** Task directions **
Copy each entry as written.

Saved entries

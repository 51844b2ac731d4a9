use std::time::{Duration, Instant};

/// Window after a local mutation during which a remote version bump is
/// assumed to be our own doing.
pub const GRACE_PERIOD: Duration = Duration::from_millis(5000);

/// Timestamp of the most recent locally initiated mutation. Stamped at the
/// start of every mutating request, never explicitly cleared; it simply ages
/// past the grace period.
#[derive(Debug, Default, Clone, Copy)]
pub struct ActionClock {
    last_action_at: Option<Instant>,
}

impl ActionClock {
    pub fn mark(&mut self, now: Instant) {
        self.last_action_at = Some(now);
    }

    pub fn within_grace(&self, now: Instant, grace: Duration) -> bool {
        self.last_action_at
            .is_some_and(|at| now.duration_since(at) < grace)
    }

    pub fn last_action_at(&self) -> Option<Instant> {
        self.last_action_at
    }
}
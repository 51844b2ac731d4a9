use crate::clock::{ActionClock, GRACE_PERIOD};
use crate::errors::SyncError;
use crate::models::Snapshot;
use std::future::Future;
use std::sync::Arc;
use std::time::{Duration, Instant};
use tokio::sync::{Mutex, mpsc};
use tokio::task::JoinHandle;
use tracing::warn;

pub const POLL_INTERVAL: Duration = Duration::from_millis(5000);

/// Everything the client knows about where it stands relative to the server.
/// Mutated only by the sync controller (version) and by marking the action
/// clock; both happen under one lock.
#[derive(Debug, Default)]
pub struct ViewState {
    pub last_known_version: Option<u64>,
    pub clock: ActionClock,
}

#[derive(Debug, Clone, Copy, PartialEq, Eq)]
pub enum SyncDecision {
    /// First successful fetch after load; adopt the version, never reload.
    Baseline,
    /// Fetched version is not newer than ours.
    InSync,
    /// Newer version inside the grace window: our own mutation already
    /// updated the view, only the counter needed syncing.
    SilentAdopt,
    /// Newer version from outside: the local view may be arbitrarily stale,
    /// rebuild everything.
    Reload,
}

impl ViewState {
    pub fn reconcile(&mut self, fetched_version: u64, now: Instant) -> SyncDecision {
        match self.last_known_version {
            None => {
                self.last_known_version = Some(fetched_version);
                SyncDecision::Baseline
            }
            Some(known) if fetched_version > known => {
                if self.clock.within_grace(now, GRACE_PERIOD) {
                    self.last_known_version = Some(fetched_version);
                    SyncDecision::SilentAdopt
                } else {
                    SyncDecision::Reload
                }
            }
            Some(_) => SyncDecision::InSync,
        }
    }

    /// Post-mutation force sync: adopt unconditionally so the next poll sees
    /// our own bump as already known.
    pub fn adopt(&mut self, version: u64) {
        self.last_known_version = Some(version);
    }

    pub fn reset(&mut self) {
        *self = ViewState::default();
    }
}

pub trait SnapshotSource: Send + Sync + 'static {
    fn fetch_snapshot(&self) -> impl Future<Output = Result<Snapshot, SyncError>> + Send;
}

#[derive(Debug)]
pub struct PollUpdate {
    pub snapshot: Snapshot,
    pub decision: SyncDecision,
}

/// Owns the fixed-interval poll task. Started on load and whenever the view
/// becomes visible, stopped while it is hidden.
#[derive(Default)]
pub struct PollDriver {
    handle: Option<JoinHandle<()>>,
}

impl PollDriver {
    pub fn new() -> Self {
        Self::default()
    }

    /// Idempotent: starting while already running is a no-op.
    pub fn start<S: SnapshotSource>(
        &mut self,
        source: Arc<S>,
        view: Arc<Mutex<ViewState>>,
        updates: mpsc::UnboundedSender<PollUpdate>,
    ) {
        if self.handle.is_some() {
            return;
        }
        self.handle = Some(tokio::spawn(poll_loop(source, view, updates)));
    }

    pub fn stop(&mut self) {
        if let Some(handle) = self.handle.take() {
            handle.abort();
        }
    }

    pub fn is_running(&self) -> bool {
        self.handle.is_some()
    }
}

impl Drop for PollDriver {
    fn drop(&mut self) {
        self.stop();
    }
}

async fn poll_loop<S: SnapshotSource>(
    source: Arc<S>,
    view: Arc<Mutex<ViewState>>,
    updates: mpsc::UnboundedSender<PollUpdate>,
) {
    let mut ticker = tokio::time::interval(POLL_INTERVAL);
    loop {
        ticker.tick().await;
        match source.fetch_snapshot().await {
            Ok(snapshot) => {
                let decision = {
                    let mut view = view.lock().await;
                    view.reconcile(snapshot.version, Instant::now())
                };
                if updates.send(PollUpdate { snapshot, decision }).is_err() {
                    return;
                }
            }
            // No backoff: the next fixed tick is the retry.
            Err(err) => warn!("poll failed: {err}"),
        }
    }
}

#[cfg(test)]
mod tests {
    use super::*;

    #[test]
    fn first_fetch_establishes_baseline() {
        let mut view = ViewState::default();
        let decision = view.reconcile(5, Instant::now());
        assert_eq!(decision, SyncDecision::Baseline);
        assert_eq!(view.last_known_version, Some(5));
    }

    #[test]
    fn equal_or_older_version_is_in_sync() {
        let mut view = ViewState::default();
        let now = Instant::now();
        view.adopt(7);
        assert_eq!(view.reconcile(7, now), SyncDecision::InSync);
        assert_eq!(view.reconcile(3, now), SyncDecision::InSync);
        assert_eq!(view.last_known_version, Some(7));
    }

    #[test]
    fn bump_inside_grace_is_adopted_silently() {
        let mut view = ViewState::default();
        let t0 = Instant::now();
        view.adopt(5);
        view.clock.mark(t0);

        let decision = view.reconcile(6, t0 + Duration::from_millis(1000));
        assert_eq!(decision, SyncDecision::SilentAdopt);
        assert_eq!(view.last_known_version, Some(6));
    }

    #[test]
    fn bump_outside_grace_triggers_reload() {
        let mut view = ViewState::default();
        let t0 = Instant::now();
        view.adopt(6);
        view.clock.mark(t0);

        let decision = view.reconcile(7, t0 + Duration::from_millis(6000));
        assert_eq!(decision, SyncDecision::Reload);
        // The reload path restarts from scratch; the stale version is not
        // adopted on the way out.
        assert_eq!(view.last_known_version, Some(6));
    }

    #[test]
    fn bump_with_no_recorded_action_triggers_reload() {
        let mut view = ViewState::default();
        view.adopt(5);
        assert_eq!(view.reconcile(8, Instant::now()), SyncDecision::Reload);
    }

    #[test]
    fn self_caused_sequence_never_reloads() {
        // Log action at t=0: clock marked, request succeeds, force sync
        // adopts 6. Poll at t=1s returns 6: already known, nothing happens.
        let mut view = ViewState::default();
        let t0 = Instant::now();
        view.reconcile(5, t0);
        view.clock.mark(t0);
        view.adopt(6);

        let decision = view.reconcile(6, t0 + Duration::from_millis(1000));
        assert_eq!(decision, SyncDecision::InSync);
        assert_eq!(view.last_known_version, Some(6));
    }

    #[test]
    fn foreign_bump_after_grace_reloads() {
        // Same start, but another session bumps to 7 and our poll lands at
        // t=6s, past the grace window.
        let mut view = ViewState::default();
        let t0 = Instant::now();
        view.reconcile(5, t0);
        view.clock.mark(t0);
        view.adopt(6);

        let decision = view.reconcile(7, t0 + Duration::from_millis(6000));
        assert_eq!(decision, SyncDecision::Reload);
    }

    #[test]
    fn reset_clears_version_and_clock() {
        let mut view = ViewState::default();
        view.adopt(9);
        view.clock.mark(Instant::now());
        view.reset();
        assert_eq!(view.last_known_version, None);
        assert!(view.clock.last_action_at().is_none());
    }
}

** Task result **
repository 51844b2ac731d4a9
use std::time::{Duration, Instant};

/// Window after a local mutation during which a remote version bump is
/// assumed to be our own doing.
pub const GRACE_PERIOD: Duration = Duration::from_millis(5000);

/// Timestamp of the most recent locally initiated mutation. Stamped at the
/// start of every mutating request, never explicitly cleared; it simply ages
/// past the grace period.
#[derive(Debug, Default, Clone, Copy)]
pub struct ActionClock {
    last_action_at: Option<Instant>,
}

impl ActionClock {
    pub fn mark(&mut self, now: Instant) {
        self.last_action_at = Some(now);
    }

    pub fn within_grace(&self, now: Instant, grace: Duration) -> bool {
        self.last_action_at
            .is_some_and(|at| now.duration_since(at) < grace)
    }

    pub fn last_action_at(&self) -> Option<Instant> {
        self.last_action_at
    }
}
repository 51844b2ac731d4a9
use crate::clock::{ActionClock, GRACE_PERIOD};
use crate::errors::SyncError;
use crate::models::Snapshot;
use std::future::Future;
use std::sync::Arc;
use std::time::{Duration, Instant};
use tokio::sync::{Mutex, mpsc};
use tokio::task::JoinHandle;
use tracing::warn;

pub const POLL_INTERVAL: Duration = Duration::from_millis(5000);

/// Everything the client knows about where it stands relative to the server.
/// Mutated only by the sync controller (version) and by marking the action
/// clock; both happen under one lock.
#[derive(Debug, Default)]
pub struct ViewState {
    pub last_known_version: Option<u64>,
    pub clock: ActionClock,
}

#[derive(Debug, Clone, Copy, PartialEq, Eq)]
pub enum SyncDecision {
    /// First successful fetch after load; adopt the version, never reload.
    Baseline,
    /// Fetched version is not newer than ours.
    InSync,
    /// Newer version inside the grace window: our own mutation already
    /// updated the view, only the counter needed syncing.
    SilentAdopt,
    /// Newer version from outside: the local view may be arbitrarily stale,
    /// rebuild everything.
    Reload,
}

impl ViewState {
    pub fn reconcile(&mut self, fetched_version: u64, now: Instant) -> SyncDecision {
        match self.last_known_version {
            None => {
                self.last_known_version = Some(fetched_version);
                SyncDecision::Baseline
            }
            Some(known) if fetched_version > known => {
                if self.clock.within_grace(now, GRACE_PERIOD) {
                    self.last_known_version = Some(fetched_version);
                    SyncDecision::SilentAdopt
                } else {
                    SyncDecision::Reload
                }
            }
            Some(_) => SyncDecision::InSync,
        }
    }

    /// Post-mutation force sync: adopt unconditionally so the next poll sees
    /// our own bump as already known.
    pub fn adopt(&mut self, version: u64) {
        self.last_known_version = Some(version);
    }

    pub fn reset(&mut self) {
        *self = ViewState::default();
    }
}

pub trait SnapshotSource: Send + Sync + 'static {
    fn fetch_snapshot(&self) -> impl Future<Output = Result<Snapshot, SyncError>> + Send;
}

#[derive(Debug)]
pub struct PollUpdate {
    pub snapshot: Snapshot,
    pub decision: SyncDecision,
}

/// Owns the fixed-interval poll task. Started on load and whenever the view
/// becomes visible, stopped while it is hidden.
#[derive(Default)]
pub struct PollDriver {
    handle: Option<JoinHandle<()>>,
}

impl PollDriver {
    pub fn new() -> Self {
        Self::default()
    }

    /// Idempotent: starting while already running is a no-op.
    pub fn start<S: SnapshotSource>(
        &mut self,
        source: Arc<S>,
        view: Arc<Mutex<ViewState>>,
        updates: mpsc::UnboundedSender<PollUpdate>,
    ) {
        if self.handle.is_some() {
            return;
        }
        self.handle = Some(tokio::spawn(poll_loop(source, view, updates)));
    }

    pub fn stop(&mut self) {
        if let Some(handle) = self.handle.take() {
            handle.abort();
        }
    }

    pub fn is_running(&self) -> bool {
        self.handle.is_some()
    }
}

impl Drop for PollDriver {
    fn drop(&mut self) {
        self.stop();
    }
}

async fn poll_loop<S: SnapshotSource>(
    source: Arc<S>,
    view: Arc<Mutex<ViewState>>,
    updates: mpsc::UnboundedSender<PollUpdate>,
) {
    let mut ticker = tokio::time::interval(POLL_INTERVAL);
    loop {
        ticker.tick().await;
        match source.fetch_snapshot().await {
            Ok(snapshot) => {
                let decision = {
                    let mut view = view.lock().await;
                    view.reconcile(snapshot.version, Instant::now())
                };
                if updates.send(PollUpdate { snapshot, decision }).is_err() {
                    return;
                }
            }
            // No backoff: the next fixed tick is the retry.
            Err(err) => warn!("poll failed: {err}"),
        }
    }
}

#[cfg(test)]
mod tests {
    use super::*;

    #[test]
    fn first_fetch_establishes_baseline() {
        let mut view = ViewState::default();
        let decision = view.reconcile(5, Instant::now());
        assert_eq!(decision, SyncDecision::Baseline);
        assert_eq!(view.last_known_version, Some(5));
    }

    #[test]
    fn equal_or_older_version_is_in_sync() {
        let mut view = ViewState::default();
        let now = Instant::now();
        view.adopt(7);
        assert_eq!(view.reconcile(7, now), SyncDecision::InSync);
        assert_eq!(view.reconcile(3, now), SyncDecision::InSync);
        assert_eq!(view.last_known_version, Some(7));
    }

    #[test]
    fn bump_inside_grace_is_adopted_silently() {
        let mut view = ViewState::default();
        let t0 = Instant::now();
        view.adopt(5);
        view.clock.mark(t0);

        let decision = view.reconcile(6, t0 + Duration::from_millis(1000));
        assert_eq!(decision, SyncDecision::SilentAdopt);
        assert_eq!(view.last_known_version, Some(6));
    }

    #[test]
    fn bump_outside_grace_triggers_reload() {
        let mut view = ViewState::default();
        let t0 = Instant::now();
        view.adopt(6);
        view.clock.mark(t0);

        let decision = view.reconcile(7, t0 + Duration::from_millis(6000));
        assert_eq!(decision, SyncDecision::Reload);
        // The reload path restarts from scratch; the stale version is not
        // adopted on the way out.
        assert_eq!(view.last_known_version, Some(6));
    }

    #[test]
    fn bump_with_no_recorded_action_triggers_reload() {
        let mut view = ViewState::default();
        view.adopt(5);
        assert_eq!(view.reconcile(8, Instant::now()), SyncDecision::Reload);
    }

    #[test]
    fn self_caused_sequence_never_reloads() {
        // Log action at t=0: clock marked, request succeeds, force sync
        // adopts 6. Poll at t=1s returns 6: already known, nothing happens.
        let mut view = ViewState::default();
        let t0 = Instant::now();
        view.reconcile(5, t0);
        view.clock.mark(t0);
        view.adopt(6);

        let decision = view.reconcile(6, t0 + Duration::from_millis(1000));
        assert_eq!(decision, SyncDecision::InSync);
        assert_eq!(view.last_known_version, Some(6));
    }

    #[test]
    fn foreign_bump_after_grace_reloads() {
        // Same start, but another session bumps to 7 and our poll lands at
        // t=6s, past the grace window.
        let mut view = ViewState::default();
        let t0 = Instant::now();
        view.reconcile(5, t0);
        view.clock.mark(t0);
        view.adopt(6);

        let decision = view.reconcile(7, t0 + Duration::from_millis(6000));
        assert_eq!(decision, SyncDecision::Reload);
    }

    #[test]
    fn reset_clears_version_and_clock() {
        let mut view = ViewState::default();
        view.adopt(9);
        view.clock.mark(Instant::now());
        view.reset();
        assert_eq!(view.last_known_version, None);
        assert!(view.clock.last_action_at().is_none());
    }
}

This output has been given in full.